Task to complete
Find the string "OperationStats" in the data, and copy out each line that has it.

Task input
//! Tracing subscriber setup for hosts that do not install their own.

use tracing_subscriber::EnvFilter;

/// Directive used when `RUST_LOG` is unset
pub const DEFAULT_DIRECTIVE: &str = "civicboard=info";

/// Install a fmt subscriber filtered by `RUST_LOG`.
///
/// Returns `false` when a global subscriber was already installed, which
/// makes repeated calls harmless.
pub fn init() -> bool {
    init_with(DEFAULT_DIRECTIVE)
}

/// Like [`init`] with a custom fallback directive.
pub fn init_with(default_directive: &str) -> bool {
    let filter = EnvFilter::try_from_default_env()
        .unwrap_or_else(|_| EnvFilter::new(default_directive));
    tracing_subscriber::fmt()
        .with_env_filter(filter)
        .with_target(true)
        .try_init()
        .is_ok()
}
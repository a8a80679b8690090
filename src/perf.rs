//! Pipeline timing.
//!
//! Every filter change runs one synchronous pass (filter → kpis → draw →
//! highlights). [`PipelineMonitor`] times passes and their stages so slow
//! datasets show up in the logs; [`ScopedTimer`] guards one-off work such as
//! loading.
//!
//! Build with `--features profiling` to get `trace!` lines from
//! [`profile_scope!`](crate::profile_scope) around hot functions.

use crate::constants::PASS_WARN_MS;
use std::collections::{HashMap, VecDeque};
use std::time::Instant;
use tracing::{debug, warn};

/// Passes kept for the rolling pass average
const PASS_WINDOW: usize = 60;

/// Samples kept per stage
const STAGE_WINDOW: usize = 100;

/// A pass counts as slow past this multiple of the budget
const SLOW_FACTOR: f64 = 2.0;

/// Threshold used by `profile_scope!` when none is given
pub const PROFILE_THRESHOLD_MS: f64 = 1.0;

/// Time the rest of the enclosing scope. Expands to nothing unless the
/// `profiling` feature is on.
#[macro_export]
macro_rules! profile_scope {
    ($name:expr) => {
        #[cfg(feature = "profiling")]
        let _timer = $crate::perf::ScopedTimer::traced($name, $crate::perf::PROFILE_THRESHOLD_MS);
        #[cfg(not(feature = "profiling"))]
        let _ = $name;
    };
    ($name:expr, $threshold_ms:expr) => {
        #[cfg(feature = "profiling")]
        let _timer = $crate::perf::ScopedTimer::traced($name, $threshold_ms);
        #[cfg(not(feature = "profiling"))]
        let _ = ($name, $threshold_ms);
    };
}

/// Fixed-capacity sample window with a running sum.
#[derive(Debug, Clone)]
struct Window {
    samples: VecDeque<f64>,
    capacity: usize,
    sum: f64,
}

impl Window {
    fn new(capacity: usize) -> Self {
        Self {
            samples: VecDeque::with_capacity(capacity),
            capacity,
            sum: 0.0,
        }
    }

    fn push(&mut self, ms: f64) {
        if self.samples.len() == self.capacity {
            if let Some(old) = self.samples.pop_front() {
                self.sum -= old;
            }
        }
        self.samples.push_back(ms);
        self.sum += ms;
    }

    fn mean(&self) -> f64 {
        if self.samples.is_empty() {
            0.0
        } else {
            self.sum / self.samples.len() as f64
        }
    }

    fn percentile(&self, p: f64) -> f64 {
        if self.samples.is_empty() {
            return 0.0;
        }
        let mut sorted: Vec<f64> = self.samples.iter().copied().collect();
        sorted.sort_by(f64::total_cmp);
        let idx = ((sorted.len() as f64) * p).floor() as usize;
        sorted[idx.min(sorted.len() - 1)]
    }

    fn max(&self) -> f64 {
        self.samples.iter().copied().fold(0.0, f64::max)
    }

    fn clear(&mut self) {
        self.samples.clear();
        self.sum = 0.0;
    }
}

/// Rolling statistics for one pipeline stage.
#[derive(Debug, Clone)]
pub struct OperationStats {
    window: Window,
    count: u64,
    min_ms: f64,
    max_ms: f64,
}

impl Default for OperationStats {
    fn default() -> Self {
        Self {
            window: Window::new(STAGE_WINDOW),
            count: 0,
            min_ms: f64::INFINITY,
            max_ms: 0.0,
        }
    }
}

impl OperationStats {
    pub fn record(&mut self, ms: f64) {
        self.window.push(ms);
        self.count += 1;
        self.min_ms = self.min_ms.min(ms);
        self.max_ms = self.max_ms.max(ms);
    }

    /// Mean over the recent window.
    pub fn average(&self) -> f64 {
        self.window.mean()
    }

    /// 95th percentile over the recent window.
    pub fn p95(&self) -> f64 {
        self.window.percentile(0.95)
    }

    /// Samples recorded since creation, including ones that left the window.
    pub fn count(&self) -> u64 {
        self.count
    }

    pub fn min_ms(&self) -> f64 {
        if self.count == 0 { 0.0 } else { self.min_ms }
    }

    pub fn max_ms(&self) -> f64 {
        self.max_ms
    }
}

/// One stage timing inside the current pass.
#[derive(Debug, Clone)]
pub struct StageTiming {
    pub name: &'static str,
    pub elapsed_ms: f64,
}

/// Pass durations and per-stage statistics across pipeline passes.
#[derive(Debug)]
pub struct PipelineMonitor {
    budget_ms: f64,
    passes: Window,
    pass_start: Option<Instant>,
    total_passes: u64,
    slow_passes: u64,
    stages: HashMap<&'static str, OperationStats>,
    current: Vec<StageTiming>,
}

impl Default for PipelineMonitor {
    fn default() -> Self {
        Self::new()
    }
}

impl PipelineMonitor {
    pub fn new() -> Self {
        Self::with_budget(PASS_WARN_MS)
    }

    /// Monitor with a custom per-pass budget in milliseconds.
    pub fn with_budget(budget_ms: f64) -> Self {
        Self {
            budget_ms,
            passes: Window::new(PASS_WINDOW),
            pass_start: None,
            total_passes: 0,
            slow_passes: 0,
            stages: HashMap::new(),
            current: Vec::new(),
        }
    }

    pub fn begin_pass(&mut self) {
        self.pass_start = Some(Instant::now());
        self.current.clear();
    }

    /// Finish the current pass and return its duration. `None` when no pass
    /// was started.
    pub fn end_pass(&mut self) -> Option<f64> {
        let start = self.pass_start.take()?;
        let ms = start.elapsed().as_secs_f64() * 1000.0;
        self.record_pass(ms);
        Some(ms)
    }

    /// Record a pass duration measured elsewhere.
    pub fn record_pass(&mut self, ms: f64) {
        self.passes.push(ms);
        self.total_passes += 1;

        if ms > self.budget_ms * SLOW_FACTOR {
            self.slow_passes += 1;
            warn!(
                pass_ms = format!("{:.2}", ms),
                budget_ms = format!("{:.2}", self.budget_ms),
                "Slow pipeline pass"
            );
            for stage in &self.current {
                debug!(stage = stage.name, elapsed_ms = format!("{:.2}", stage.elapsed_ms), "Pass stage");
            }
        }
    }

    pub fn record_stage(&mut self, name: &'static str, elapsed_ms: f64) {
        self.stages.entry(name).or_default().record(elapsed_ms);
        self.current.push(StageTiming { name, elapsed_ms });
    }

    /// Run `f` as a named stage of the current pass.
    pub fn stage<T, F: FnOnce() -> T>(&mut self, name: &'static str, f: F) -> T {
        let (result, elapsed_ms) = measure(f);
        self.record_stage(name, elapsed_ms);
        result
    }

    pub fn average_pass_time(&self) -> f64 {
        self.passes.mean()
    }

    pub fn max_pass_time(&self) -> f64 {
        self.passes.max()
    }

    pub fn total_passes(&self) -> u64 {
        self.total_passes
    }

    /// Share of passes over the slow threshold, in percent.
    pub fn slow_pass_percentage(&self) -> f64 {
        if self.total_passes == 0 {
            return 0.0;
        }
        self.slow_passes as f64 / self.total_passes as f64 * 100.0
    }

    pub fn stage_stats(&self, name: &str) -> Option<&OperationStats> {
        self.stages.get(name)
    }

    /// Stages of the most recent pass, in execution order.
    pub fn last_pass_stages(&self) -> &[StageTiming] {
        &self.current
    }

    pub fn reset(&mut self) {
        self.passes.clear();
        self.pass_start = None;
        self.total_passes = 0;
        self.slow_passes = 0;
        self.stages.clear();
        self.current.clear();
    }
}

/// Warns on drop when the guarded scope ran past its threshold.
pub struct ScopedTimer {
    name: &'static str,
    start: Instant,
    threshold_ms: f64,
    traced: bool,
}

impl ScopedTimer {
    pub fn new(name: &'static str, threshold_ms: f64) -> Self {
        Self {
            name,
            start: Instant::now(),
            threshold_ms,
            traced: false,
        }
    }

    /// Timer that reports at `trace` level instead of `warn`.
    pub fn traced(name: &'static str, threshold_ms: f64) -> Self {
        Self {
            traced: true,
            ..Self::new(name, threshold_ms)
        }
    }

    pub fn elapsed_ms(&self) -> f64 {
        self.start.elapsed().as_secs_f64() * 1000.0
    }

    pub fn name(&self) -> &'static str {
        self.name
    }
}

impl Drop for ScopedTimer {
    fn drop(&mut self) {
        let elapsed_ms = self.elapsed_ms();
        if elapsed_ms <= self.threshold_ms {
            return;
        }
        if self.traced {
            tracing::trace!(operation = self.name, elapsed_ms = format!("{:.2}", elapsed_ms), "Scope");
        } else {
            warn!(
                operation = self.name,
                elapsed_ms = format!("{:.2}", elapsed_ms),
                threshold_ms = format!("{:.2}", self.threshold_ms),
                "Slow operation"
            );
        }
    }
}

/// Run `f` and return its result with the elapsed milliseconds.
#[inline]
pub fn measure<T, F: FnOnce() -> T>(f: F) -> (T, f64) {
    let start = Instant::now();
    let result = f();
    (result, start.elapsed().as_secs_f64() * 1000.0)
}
--
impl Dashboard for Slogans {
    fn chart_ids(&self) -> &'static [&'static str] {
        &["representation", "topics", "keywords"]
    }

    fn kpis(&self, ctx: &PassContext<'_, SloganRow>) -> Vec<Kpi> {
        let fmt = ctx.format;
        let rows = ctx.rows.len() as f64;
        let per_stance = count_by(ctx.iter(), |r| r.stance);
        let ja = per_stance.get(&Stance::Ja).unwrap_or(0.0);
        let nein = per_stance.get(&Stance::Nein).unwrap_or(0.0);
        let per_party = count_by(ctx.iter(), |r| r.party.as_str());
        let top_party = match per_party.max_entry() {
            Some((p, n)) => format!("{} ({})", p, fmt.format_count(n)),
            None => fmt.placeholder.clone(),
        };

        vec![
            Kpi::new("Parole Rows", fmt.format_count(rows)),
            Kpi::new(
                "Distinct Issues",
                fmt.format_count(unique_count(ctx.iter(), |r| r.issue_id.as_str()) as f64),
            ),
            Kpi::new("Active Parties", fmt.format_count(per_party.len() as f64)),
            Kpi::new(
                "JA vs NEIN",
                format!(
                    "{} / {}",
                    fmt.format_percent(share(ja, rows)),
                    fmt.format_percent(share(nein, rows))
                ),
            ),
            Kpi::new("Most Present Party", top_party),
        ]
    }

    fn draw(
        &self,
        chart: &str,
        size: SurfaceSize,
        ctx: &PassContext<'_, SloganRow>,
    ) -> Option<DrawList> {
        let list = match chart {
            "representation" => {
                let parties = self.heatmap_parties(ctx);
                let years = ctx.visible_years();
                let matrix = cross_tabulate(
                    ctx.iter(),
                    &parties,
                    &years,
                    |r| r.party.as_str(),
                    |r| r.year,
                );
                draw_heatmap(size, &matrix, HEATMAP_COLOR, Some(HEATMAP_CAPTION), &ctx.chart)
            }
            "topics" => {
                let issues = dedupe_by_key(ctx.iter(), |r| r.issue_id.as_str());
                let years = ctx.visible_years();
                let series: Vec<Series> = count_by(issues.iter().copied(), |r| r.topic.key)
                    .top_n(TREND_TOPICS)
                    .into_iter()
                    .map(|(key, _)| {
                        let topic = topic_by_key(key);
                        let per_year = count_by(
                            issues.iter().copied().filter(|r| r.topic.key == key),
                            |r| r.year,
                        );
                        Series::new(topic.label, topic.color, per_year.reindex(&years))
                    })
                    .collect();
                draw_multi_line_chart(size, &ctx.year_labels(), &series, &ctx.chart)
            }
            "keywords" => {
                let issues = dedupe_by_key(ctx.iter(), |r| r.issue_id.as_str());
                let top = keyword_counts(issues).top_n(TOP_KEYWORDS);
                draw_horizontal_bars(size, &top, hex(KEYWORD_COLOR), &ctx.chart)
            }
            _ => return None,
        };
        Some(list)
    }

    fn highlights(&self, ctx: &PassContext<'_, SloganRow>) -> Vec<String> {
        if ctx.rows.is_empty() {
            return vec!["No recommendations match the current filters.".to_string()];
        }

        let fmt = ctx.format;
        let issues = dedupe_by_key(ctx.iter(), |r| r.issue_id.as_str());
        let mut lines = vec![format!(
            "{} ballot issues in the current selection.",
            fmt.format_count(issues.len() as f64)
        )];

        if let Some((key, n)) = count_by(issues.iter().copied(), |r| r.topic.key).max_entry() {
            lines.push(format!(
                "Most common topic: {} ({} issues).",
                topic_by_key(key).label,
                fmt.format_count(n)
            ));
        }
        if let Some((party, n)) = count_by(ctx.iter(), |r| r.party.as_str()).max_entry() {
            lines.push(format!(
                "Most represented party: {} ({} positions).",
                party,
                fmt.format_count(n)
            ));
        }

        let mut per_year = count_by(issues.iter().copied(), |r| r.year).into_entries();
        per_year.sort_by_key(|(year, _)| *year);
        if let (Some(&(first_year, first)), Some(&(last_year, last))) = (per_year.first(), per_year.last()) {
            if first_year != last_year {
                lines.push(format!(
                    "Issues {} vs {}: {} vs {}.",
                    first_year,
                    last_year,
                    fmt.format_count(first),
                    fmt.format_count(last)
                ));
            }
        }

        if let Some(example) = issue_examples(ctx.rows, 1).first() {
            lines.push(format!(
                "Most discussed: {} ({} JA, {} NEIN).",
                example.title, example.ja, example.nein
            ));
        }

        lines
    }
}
...
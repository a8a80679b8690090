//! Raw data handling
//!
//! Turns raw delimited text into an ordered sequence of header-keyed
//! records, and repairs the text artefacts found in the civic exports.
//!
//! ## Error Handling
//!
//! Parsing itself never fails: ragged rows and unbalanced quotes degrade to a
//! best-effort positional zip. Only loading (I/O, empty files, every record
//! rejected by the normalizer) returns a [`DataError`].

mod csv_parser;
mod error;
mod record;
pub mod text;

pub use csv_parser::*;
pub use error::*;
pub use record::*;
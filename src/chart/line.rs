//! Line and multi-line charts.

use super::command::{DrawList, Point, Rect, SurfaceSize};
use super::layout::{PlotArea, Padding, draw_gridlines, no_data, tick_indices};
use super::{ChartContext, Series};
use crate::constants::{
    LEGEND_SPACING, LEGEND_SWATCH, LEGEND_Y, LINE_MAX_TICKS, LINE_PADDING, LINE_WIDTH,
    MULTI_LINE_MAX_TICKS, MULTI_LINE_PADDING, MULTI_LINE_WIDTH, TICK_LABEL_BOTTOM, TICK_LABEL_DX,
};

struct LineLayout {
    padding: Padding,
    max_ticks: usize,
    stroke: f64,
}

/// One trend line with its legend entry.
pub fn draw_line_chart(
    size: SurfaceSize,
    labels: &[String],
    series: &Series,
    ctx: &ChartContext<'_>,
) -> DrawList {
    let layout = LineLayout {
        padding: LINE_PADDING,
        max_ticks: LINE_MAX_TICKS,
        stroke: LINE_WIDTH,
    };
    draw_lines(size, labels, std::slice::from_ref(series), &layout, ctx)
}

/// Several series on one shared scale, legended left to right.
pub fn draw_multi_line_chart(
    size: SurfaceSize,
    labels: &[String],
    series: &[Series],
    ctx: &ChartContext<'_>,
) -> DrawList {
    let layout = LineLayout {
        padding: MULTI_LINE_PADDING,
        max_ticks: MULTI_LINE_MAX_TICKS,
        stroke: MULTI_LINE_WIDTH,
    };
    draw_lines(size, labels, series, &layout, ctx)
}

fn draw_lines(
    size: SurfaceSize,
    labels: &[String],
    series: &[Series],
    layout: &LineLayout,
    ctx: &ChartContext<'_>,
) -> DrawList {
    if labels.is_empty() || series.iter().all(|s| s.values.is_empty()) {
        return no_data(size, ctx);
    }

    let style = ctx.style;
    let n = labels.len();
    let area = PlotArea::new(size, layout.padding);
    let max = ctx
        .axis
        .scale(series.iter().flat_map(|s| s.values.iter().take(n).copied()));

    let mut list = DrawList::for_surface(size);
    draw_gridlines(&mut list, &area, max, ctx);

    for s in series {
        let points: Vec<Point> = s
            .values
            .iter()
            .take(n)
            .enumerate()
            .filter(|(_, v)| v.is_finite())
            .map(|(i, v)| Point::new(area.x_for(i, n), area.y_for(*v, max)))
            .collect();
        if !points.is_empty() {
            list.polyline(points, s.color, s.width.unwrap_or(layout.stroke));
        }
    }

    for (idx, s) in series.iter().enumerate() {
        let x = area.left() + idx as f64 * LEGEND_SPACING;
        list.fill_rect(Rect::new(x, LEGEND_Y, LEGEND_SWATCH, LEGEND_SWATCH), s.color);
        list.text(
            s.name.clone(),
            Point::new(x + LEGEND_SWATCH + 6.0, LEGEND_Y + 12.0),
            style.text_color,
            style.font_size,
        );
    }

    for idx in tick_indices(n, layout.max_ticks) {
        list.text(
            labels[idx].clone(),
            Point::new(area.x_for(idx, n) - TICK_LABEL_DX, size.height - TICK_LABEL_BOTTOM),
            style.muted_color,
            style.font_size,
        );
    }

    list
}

Solution below
pub struct OperationStats {
impl Default for OperationStats {
impl OperationStats {
    stages: HashMap<&'static str, OperationStats>,
    pub fn stage_stats(&self, name: &str) -> Option<&OperationStats> {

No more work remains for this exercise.